Digital Marketing
9 min

Reinventing the CMO Role to Become a Digital Transformation Leader

Elisha Hahm Senior Content Strategist

If there’s ever been a time for more innovation, accountability, empathy, and evolution in marketing—2021 is it.

As the world continues to reinvent itself in major ways, businesses have been forced to pivot hard and re-evaluate their understanding of the customer at every turn. At the crux of that shift are chief marketing officers (CMOs). In addition to figuring out the specific alchemy between their brands and consumers in an effort to drive engagement, performance, revenue, and growth, they’ve now been tasked with a new challenge: navigating an era of rapid digital acceleration.

As brands hustle to stay relevant and evolve in the midst of this digital boom, marketing execs need to be ready. The question is: do they have the support they need to succeed?

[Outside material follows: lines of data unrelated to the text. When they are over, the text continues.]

//! Points Engine (pure calculation)
//!
//! `total = round((base + activity_bonus) * streak_multiplier + accuracy_bonus + perfect_bonus)`
//!
//! - Streak multiplier is a step function of the current streak
//!   (>=30 x2.00, >=14 x1.75, >=7 x1.50, >=3 x1.25, else x1.00)
//! - Accuracy bonus: half a point per percent above 70
//! - Perfect-score bonus: half the *unadjusted* base points
//! - Activity bonus: per activity type, added to the base before the multiplier
//!
//! Persisting the award (profile points, weekly/monthly counters) is the
//! caller's job; this module never touches storage. [`accrue_period_points`]
//! keeps the running weekly/monthly counters honest across period changes.

use chrono::{Datelike, Duration, NaiveDate};
use serde::{Deserialize, Serialize};

use crate::constants::*;
use crate::model::{ActivityData, ActivityType, GamificationStats};

/// Itemized result of a points calculation
#[derive(Debug, Clone, Copy, PartialEq, Serialize, Deserialize)]
pub struct PointsCalculation {
    pub activity_type: ActivityType,
    pub base_points: u32,
    pub activity_bonus: u32,
    pub adjusted_base: u32,
    pub streak_multiplier: f64,
    pub accuracy_bonus: f64,
    pub perfect_score_bonus: f64,
    pub total: u64,
}

/// Multiplier for a given current streak (inclusive lower bounds, highest first)
pub fn streak_multiplier(current_streak: u32) -> f64 {
    STREAK_MULTIPLIERS
        .iter()
        .find(|(min_days, _)| current_streak >= *min_days)
        .map(|(_, mult)| *mult)
        .unwrap_or(1.0)
}

pub fn accuracy_bonus(accuracy: Option<f64>) -> f64 {
    match accuracy {
        Some(acc) if acc > ACCURACY_BONUS_THRESHOLD => {
            (acc.min(100.0) - ACCURACY_BONUS_THRESHOLD) * ACCURACY_BONUS_RATE
        }
        _ => 0.0,
    }
}

pub fn perfect_score_bonus(base_points: u32, is_perfect_score: bool) -> f64 {
    if is_perfect_score {
        base_points as f64 * PERFECT_SCORE_BONUS_RATE
    } else {
        0.0
    }
}

/// Activity-specific additive bonus
pub fn activity_bonus(activity_type: ActivityType, data: &ActivityData) -> u32 {
    match activity_type {
        ActivityType::LessonCompletion if data.is_perfect_score => LESSON_PERFECT_BONUS,
        ActivityType::VocabularyQuiz if data.five_in_a_row => VOCABULARY_FIVE_IN_A_ROW_BONUS,
        ActivityType::GrammarExercise if data.first_attempt => GRAMMAR_FIRST_ATTEMPT_BONUS,
        ActivityType::PronunciationPractice
            if data
                .accuracy
                .is_some_and(|acc| acc > PRONUNCIATION_HIGH_ACCURACY) =>
        {
            PRONUNCIATION_HIGH_ACCURACY_BONUS
        }
        ActivityType::DailyChallenge if data.has_streak => DAILY_CHALLENGE_STREAK_BONUS,
        ActivityType::ConversationPractice
            if data
                .exchange_count
                .is_some_and(|n| n >= CONVERSATION_LONG_EXCHANGE_COUNT) =>
        {
            CONVERSATION_LONG_EXCHANGE_BONUS
        }
        _ => 0,
    }
}

/// Compute the full award for one activity
pub fn calculate(
    activity_type: ActivityType,
    base_points: u32,
    data: &ActivityData,
    current_streak: u32,
) -> PointsCalculation {
    let activity_bonus = activity_bonus(activity_type, data);
    let adjusted_base = base_points + activity_bonus;
    let streak_multiplier = streak_multiplier(current_streak);
    let accuracy_bonus = accuracy_bonus(data.accuracy);
    let perfect_score_bonus = perfect_score_bonus(base_points, data.is_perfect_score);

    let raw = adjusted_base as f64 * streak_multiplier + accuracy_bonus + perfect_score_bonus;
    let total = raw.round().max(0.0) as u64;

    PointsCalculation {
        activity_type,
        base_points,
        activity_bonus,
        adjusted_base,
        streak_multiplier,
        accuracy_bonus,
        perfect_score_bonus,
        total,
    }
}

/// Monday of the ISO week containing `date`
pub fn week_anchor(date: NaiveDate) -> NaiveDate {
    date - Duration::days(date.weekday().num_days_from_monday() as i64)
}

/// First day of the month containing `date`
pub fn month_anchor(date: NaiveDate) -> NaiveDate {
    date - Duration::days(date.day0() as i64)
}

/// Add an award to the weekly/monthly counters, resetting a counter first
/// when `awarded_on` falls in a later period than its anchor.
///
/// Awards dated before the stored anchor still count toward the current
/// period; anchors never move backwards.
pub fn accrue_period_points(stats: &mut GamificationStats, awarded_on: NaiveDate, points: u64) {
    let week = week_anchor(awarded_on);
    match stats.week_start {
        Some(anchor) if anchor >= week => {}
        _ => {
            stats.week_start = Some(week);
            stats.weekly_points = 0;
        }
    }
    stats.weekly_points += points;

    let month = month_anchor(awarded_on);
    match stats.month_start {
        Some(anchor) if anchor >= month => {}
        _ => {
            stats.month_start = Some(month);
            stats.monthly_points = 0;
        }
    }
    stats.monthly_points += points;
}

/// Short encouragement shown after an activity
pub fn feedback_message(score: u8) -> &'static str {
    match score {
        100.. => "Parfait ! Perfect score!",
        90..=99 => "Excellent work!",
        70..=89 => "Bien joué! Good job!",
        50..=69 => "Not bad, keep practicing!",
        _ => "Keep going, every lesson counts!",
    }
}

To better understand how CMOs can reframe their position to become leaders in digital transformation—while helping their organization survive and thrive no matter what comes next—we spoke with leaders from Google, Sky Zone, and International Education Corporation to get their one-of-a-kind insights.

Encourage cross-functional communication and collaboration across your teams and members of the C-suite

As technology continues to expand digital marketing capabilities—from creating innovative ways to connect with audiences to providing a wealth of customer data across every touchpoint—the role of the CMO has been significantly elevated.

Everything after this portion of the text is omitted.